Generics are such an unloved industry that VanEck shuttered the only generic drug ETF back in 2019. I’ve long argued that industry fundamentals and company balance sheets are improving from the last cycle downturn… supply leaving, pricing improving, and blockbusters coming off patent.
I’ve been early but still feel the next few years will bring good returns for both of these stocks; I think they’re worthy of a small corner of your portfolio.
Here’s a quick look at Q1 results/outlook for these 2 companies…
Teva Pharmaceutical (TEVA)
Price: $7.91
Market Cap: $9bn
Valuation: 4.7x FCF
Category: General
Teva is a slow-motion deleveraging/turnaround story in the generic drug space.
Q1 results — Revenue was flat YoY but grew 4% excluding currency. Earnings were down 27% to $0.40/share in Q1, mainly from lower gross margins (product mix, cost inflation). Guidance is unchanged and they’ll see another year of ~$2bn in FCF along with positive revenue growth.

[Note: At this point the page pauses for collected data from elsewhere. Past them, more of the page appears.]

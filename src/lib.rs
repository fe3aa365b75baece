// src/lib.rs

use sea_orm::DatabaseConnection;
use services::alert_engine::AlertEngine;
use services::pago_movil::PagoMovilService;
use services::rate_service::RateService;
use services::snapshot_service::SnapshotService;
use std::sync::Arc;

#[derive(Clone)]
pub struct AppState {
    pub db: Arc<DatabaseConnection>,
    pub rates: RateService,
    pub alerts: AlertEngine,
    pub snapshots: SnapshotService,
    pub pago_movil: PagoMovilService,
}

pub mod entities {
    pub mod prelude;

    pub mod exchange_rate_alerts;
    pub mod exchange_rate_snapshots;
    pub mod exchange_rates;
    pub mod orders;
    pub mod pago_movil_verifications;
}

pub mod services {
    pub mod alert_engine;
    pub mod pago_movil;
    pub mod rate_service;
    pub mod rate_store;
    pub mod snapshot_service;
}

pub mod models {
    pub mod alert;
    pub mod pago_movil;
    pub mod rate;
}

pub mod handlers {
    pub mod alert;
    pub mod pago_movil;
    pub mod rate;
}

pub mod error;
pub mod jobs;
pub mod sources;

Teva is a bit more levered than Viatris (4x vs. 3x) but they’re closer to achieving sustained revenue growth, if not already there. They have 2 novel drugs that are growing rapidly and a handful of biosimilars with big potential.
Unfortunately, they’ll need to keep capital allocation focused on the debt for a few more years; so buybacks or dividends look off the table for the foreseeable future.
From 2010-2016 (last cycle downturn), Teva traded at 10-11x FCF; then from 2016-present, it’s averaged 4-5x FCF. At 10x FCF of $1.9bn this would be a $17 stock for more than a double. I think it’ll take another 1-3 years of sustained performance and deleveraging for investors to place a higher multiple on this one.